Aqui a música é utilizada com um “recurso cênico-musical” de estranhamento, deslocando a cena de sua dimensão prosaica, deslocando nossa percepção para a reflexão do autoflagelo impingido pelas mulheres em partes do corpo com forte apelo crítico ao sentido de maternidade.

    A utilização dos bancos da nave central da igreja também exemplifica o procedimento de estranhamento na medida em que são destituídos de sua função de origem e são utilizados como praticáveis, plataformas de elevação e transporte de personagens e até mesmo como obstáculos a serem transpostos na busca pelo paraíso perdido por cada um dos personagens e do público presente.

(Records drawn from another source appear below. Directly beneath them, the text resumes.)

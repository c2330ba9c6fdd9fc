//! A dm_env style view of the recorded stream.
//!
//! Nothing drives a real environment here: [`LastStepEnv`] answers `step`
//! and `reset` from whatever the recorder saw last, which is enough for code
//! that wants an environment interface over a passive recording.

use serde::{Deserialize, Serialize};

use crate::{
  schema::{DType, DatasetConfig, FeaturesDict},
  step::{FeatureMap, Record, TimeStep},
};

#[derive(Debug, Clone, PartialEq, Eq, Serialize, Deserialize)]
pub struct ArraySpec {
  pub name: String,
  pub dtype: DType,
  pub shape: Vec<usize>,
}

pub trait Environment {
  fn reset(&mut self) -> TimeStep;
  fn step(&mut self, action: &FeatureMap) -> TimeStep;
  fn observation_spec(&self) -> Vec<ArraySpec>;
  fn action_spec(&self) -> Vec<ArraySpec>;
  fn reward_spec(&self) -> ArraySpec;
  fn discount_spec(&self) -> ArraySpec;
}

fn array_specs(features: &FeaturesDict) -> Vec<ArraySpec> {
  features
    .iter()
    .filter(|(_, spec)| spec.dtype != DType::String)
    .map(|(name, spec)| ArraySpec {
      name: name.to_string(),
      dtype: spec.dtype,
      shape: spec.shape.clone(),
    })
    .collect()
}

#[derive(Debug, Clone)]
pub struct LastStepEnv {
  config: DatasetConfig,
  last_observation: Option<FeatureMap>,
  last_action: Option<FeatureMap>,
  last_reward: f64,
  last_is_terminal: bool,
}

impl LastStepEnv {
  pub fn new(config: DatasetConfig) -> LastStepEnv {
    LastStepEnv {
      config,
      last_observation: None,
      last_action: None,
      last_reward: 0.0,
      last_is_terminal: false,
    }
  }

  pub fn observe(&mut self, record: &Record) {
    self.last_observation = Some(record.observation.clone());
    self.last_action = Some(record.action.clone());
    self.last_reward = record.reward;
    self.last_is_terminal = record.is_terminal;
  }

  pub fn last_action(&self) -> Option<&FeatureMap> {
    self.last_action.as_ref()
  }

  pub fn last_reward(&self) -> f64 {
    self.last_reward
  }

  fn zero_observation(&self) -> FeatureMap {
    self
      .config
      .observation_info
      .iter()
      .filter(|(_, spec)| spec.dtype != DType::String)
      .map(|(name, spec)| (name.to_string(), vec![0.0; spec.num_elements()]))
      .collect()
  }
}

impl Environment for LastStepEnv {
  fn reset(&mut self) -> TimeStep {
    TimeStep::restart(self.zero_observation())
  }

  // the action is ignored: the recording already happened
  fn step(&mut self, _action: &FeatureMap) -> TimeStep {
    let observation = self
      .last_observation
      .clone()
      .unwrap_or_else(|| self.zero_observation());
    if self.last_is_terminal {
      TimeStep::termination(self.last_reward, observation)
    } else {
      TimeStep::transition(self.last_reward, observation, 1.0)
    }
  }

  fn observation_spec(&self) -> Vec<ArraySpec> {
    array_specs(&self.config.observation_info)
  }

  fn action_spec(&self) -> Vec<ArraySpec> {
    array_specs(&self.config.action_info)
  }

  fn reward_spec(&self) -> ArraySpec {
    ArraySpec {
      name: String::from("reward"),
      dtype: self.config.reward_info,
      shape: Vec::new(),
    }
  }

  fn discount_spec(&self) -> ArraySpec {
    ArraySpec {
      name: String::from("discount"),
      dtype: self.config.discount_info,
      shape: Vec::new(),
    }
  }
}

#[cfg(test)]
mod tests {
  use super::*;
  use crate::{schema::TensorSpec, step::StepType};

  fn record(is_terminal: bool) -> Record {
    let mut observation = FeatureMap::new();
    observation.insert("state".to_string(), vec![1.0; 7]);
    Record {
      observation,
      action: FeatureMap::new(),
      reward: 4.0,
      discount: 1.0,
      is_first: false,
      is_last: is_terminal,
      is_terminal,
    }
  }

  #[test]
  fn reset_is_zero_observation() {
    let mut env = LastStepEnv::new(DatasetConfig::rt_x("bridge"));
    let ts = env.reset();
    assert_eq!(ts.step_type, StepType::First);
    assert_eq!(ts.observation["natural_language_embedding"].len(), 512);
    assert!(ts.observation["state"].iter().all(|v| *v == 0.0));
  }

  #[test]
  fn step_replays_last_record() {
    let mut env = LastStepEnv::new(DatasetConfig::rt_x("bridge"));
    env.observe(&record(false));
    let ts = env.step(&FeatureMap::new());
    assert_eq!(ts.step_type, StepType::Mid);
    assert_eq!(ts.reward, 4.0);
    assert_eq!(ts.observation["state"], vec![1.0; 7]);

    env.observe(&record(true));
    let ts = env.step(&FeatureMap::new());
    assert_eq!(ts.step_type, StepType::Last);
    assert_eq!(ts.discount, 0.0);
  }

  #[test]
  fn specs_skip_string_features() {
    let mut config = DatasetConfig::rt_x("bridge");
    config.observation_info.insert(
      "natural_language_instruction",
      TensorSpec::scalar(DType::String),
    );
    let env = LastStepEnv::new(config);
    let names: Vec<_> = env.observation_spec().into_iter().map(|s| s.name).collect();
    assert_eq!(names, vec!["natural_language_embedding", "state"]);
    assert_eq!(env.action_spec().len(), 2);
    assert_eq!(env.reward_spec().dtype, DType::Float64);
    assert_eq!(env.discount_spec().name, "discount");
  }
}
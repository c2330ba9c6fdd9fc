use crate::{
  error::{Error, Result},
  msg::{Action, Observation, Step},
  schema::FeaturesDict,
  step::{FeatureMap, Record},
};

/// Discount stored with every step. Discounting is not carried on the wire.
pub const DEFAULT_DISCOUNT: f64 = 1.0;

/// Translates step messages into dataset records.
///
/// The keys copied out of each message are those of the observation and
/// action specs, fixed at construction.
#[derive(Debug, Clone)]
pub struct StepConverter {
  observation_spec: FeaturesDict,
  action_spec: FeaturesDict,
}

impl StepConverter {
  pub fn new(observation_spec: FeaturesDict, action_spec: FeaturesDict) -> StepConverter {
    StepConverter {
      observation_spec,
      action_spec,
    }
  }

  pub fn observation_spec(&self) -> &FeaturesDict {
    &self.observation_spec
  }

  pub fn action_spec(&self) -> &FeaturesDict {
    &self.action_spec
  }

  pub fn convert(&self, msg: &Step) -> Result<Record> {
    let observation = collect_fields(&self.observation_spec, Observation::MESSAGE_NAME, |k| {
      msg.observation.field(k)
    })?;
    let action = collect_fields(&self.action_spec, Action::MESSAGE_NAME, |k| {
      msg.action.field(k)
    })?;

    Ok(Record {
      observation,
      action,
      reward: f64::from(msg.reward),
      discount: DEFAULT_DISCOUNT,
      is_first: msg.is_first,
      is_last: msg.is_last,
      is_terminal: msg.is_terminal,
    })
  }
}

fn collect_fields<'m, F>(spec: &FeaturesDict, message: &'static str, lookup: F) -> Result<FeatureMap>
where
  F: Fn(&str) -> Option<&'m [f32]>,
{
  let mut values = FeatureMap::new();
  for key in spec.keys() {
    match lookup(key) {
      Some(v) => {
        values.insert(key.to_string(), v.to_vec());
      }
      None => {
        return Err(Error::MissingField {
          message,
          field: key.to_string(),
        })
      }
    }
  }
  Ok(values)
}

#[cfg(test)]
mod tests {
  use super::*;
  use crate::{
    msg::{Action, Observation},
    schema::{DType, DatasetConfig, TensorSpec},
  };

  fn converter() -> StepConverter {
    let config = DatasetConfig::rt_x("bridge");
    StepConverter::new(config.observation_info, config.action_info)
  }

  fn message() -> Step {
    Step {
      observation: Observation {
        natural_language_embedding: vec![0.5; 512],
        state: vec![1.0, 2.0, 3.0, 4.0, 5.0, 6.0, 7.0],
      },
      action: Action {
        rotation_delta: vec![0.1, 0.2, 0.3],
        world_vector: vec![-1.0, 0.0, 1.0],
      },
      reward: 3.0,
      is_first: true,
      is_last: false,
      is_terminal: false,
    }
  }

  #[test]
  fn copies_exactly_the_declared_keys() {
    let msg = message();
    let record = converter().convert(&msg).unwrap();

    assert_eq!(
      record.observation.keys().collect::<Vec<_>>(),
      vec!["natural_language_embedding", "state"]
    );
    assert_eq!(record.observation["state"], msg.observation.state);
    assert_eq!(
      record.observation["natural_language_embedding"],
      msg.observation.natural_language_embedding
    );
    assert_eq!(
      record.action.keys().collect::<Vec<_>>(),
      vec!["rotation_delta", "world_vector"]
    );
    assert_eq!(record.action["world_vector"], vec![-1.0, 0.0, 1.0]);
  }

  #[test]
  fn reward_is_f64_and_discount_constant() {
    let mut msg = message();
    msg.reward = 0.25;
    let record = converter().convert(&msg).unwrap();
    let reward: f64 = record.reward;
    assert_eq!(reward, 0.25);
    assert_eq!(record.discount, DEFAULT_DISCOUNT);
  }

  #[test]
  fn flags_are_copied() {
    let mut msg = message();
    msg.is_first = false;
    msg.is_last = true;
    msg.is_terminal = true;
    let record = converter().convert(&msg).unwrap();
    assert!(!record.is_first);
    assert!(record.is_last);
    assert!(record.is_terminal);
  }

  #[test]
  fn unknown_spec_key_is_a_lookup_failure() {
    let observation_spec = FeaturesDict::new()
      .with("state", TensorSpec::new(DType::Float32, &[7]))
      .with("image", TensorSpec::new(DType::Float32, &[480, 640, 3]));
    let converter = StepConverter::new(observation_spec, DatasetConfig::rt_x("x").action_info);

    match converter.convert(&message()) {
      Err(Error::MissingField { message, field }) => {
        assert_eq!(message, "Observation");
        assert_eq!(field, "image");
      }
      other => panic!("expected MissingField, got {:?}", other),
    }
  }
}
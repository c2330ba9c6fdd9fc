use std::collections::HashMap;

use log::{debug, error};
use rustdds::{
  no_key, serialization::CDRSerializerAdapter, DomainParticipant, RTPSEntity, TopicKind,
};

use super::{
  builtin_datatypes::{Gid, NodeEntitiesInfo, ParticipantEntitiesInfo},
  builtin_topics::ROSDiscoveryTopic,
};
use crate::error::{dds_error, Result};

/// Announces the nodes of this process on `ros_discovery_info`, which is how
/// `ros2 node list` and friends find them.
pub struct RosParticipant {
  gid: Gid,
  nodes: HashMap<String, NodeEntitiesInfo>,
  node_writer:
    no_key::DataWriter<ParticipantEntitiesInfo, CDRSerializerAdapter<ParticipantEntitiesInfo>>,
}

impl RosParticipant {
  pub fn new(domain_participant: &DomainParticipant) -> Result<RosParticipant> {
    let qos = ROSDiscoveryTopic::get_qos();
    let topic = domain_participant
      .create_topic(
        ROSDiscoveryTopic::topic_name(),
        ROSDiscoveryTopic::type_name(),
        &qos,
        TopicKind::NoKey,
      )
      .map_err(dds_error)?;
    let publisher = domain_participant
      .create_publisher(&qos)
      .map_err(dds_error)?;
    let node_writer = publisher
      .create_datawriter_no_key_cdr::<ParticipantEntitiesInfo>(&topic, None)
      .map_err(dds_error)?;

    Ok(RosParticipant {
      gid: Gid::from_guid(domain_participant.guid()),
      nodes: HashMap::new(),
      node_writer,
    })
  }

  pub fn get_ros_participant_info(&self) -> ParticipantEntitiesInfo {
    ParticipantEntitiesInfo::new(self.gid, self.nodes.values().cloned().collect())
  }

  pub fn add_node_info(&mut self, mut node_info: NodeEntitiesInfo) {
    node_info.add_writer(Gid::from_guid(self.node_writer.guid()));

    match self.nodes.insert(node_info.get_full_name(), node_info) {
      Some(_) => (),
      None => self.write_info(),
    }
  }

  pub fn remove_node_info(&mut self, node_info: &NodeEntitiesInfo) {
    if self.nodes.remove(&node_info.get_full_name()).is_some() {
      self.write_info()
    }
  }

  pub fn clear(&mut self) {
    if !self.nodes.is_empty() {
      self.nodes.clear();
      self.write_info()
    }
  }

  fn write_info(&self) {
    debug!("Announcing {} node(s) on ros_discovery_info", self.nodes.len());
    match self.node_writer.write(self.get_ros_participant_info(), None) {
      Ok(_) => (),
      Err(e) => error!("Failed to write into node_writer {:?}", e),
    }
  }
}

    Em “O Livro de Jó” (1995), podemos identificar o uso de “recursos de interpretação” para se atingir o efeito de estranhamento na cena 1, onde vemos Jó e sua esposa entrarem, sendo transportados sobre carrinhos de refeição do hospital, descaracterizando sua utilização primeira e criando, possivelmente, a metáfora de que os personagens serão “preparados” e “servidos “ pelos desígnios divinos.

De novo, podemos atribuir ao procedimento certo nível de subjetividade, destacando na cena o emprego de um estranhamento poético. Na mesma cena, as falas da Matriarca e de Jósão emitidas em terceira pessoa e as ações são narradas no tempo passado, colocando os atores no papel de atores-narradores, provocando o distanciamento necessário sobre as ações de Jó e sua esposa.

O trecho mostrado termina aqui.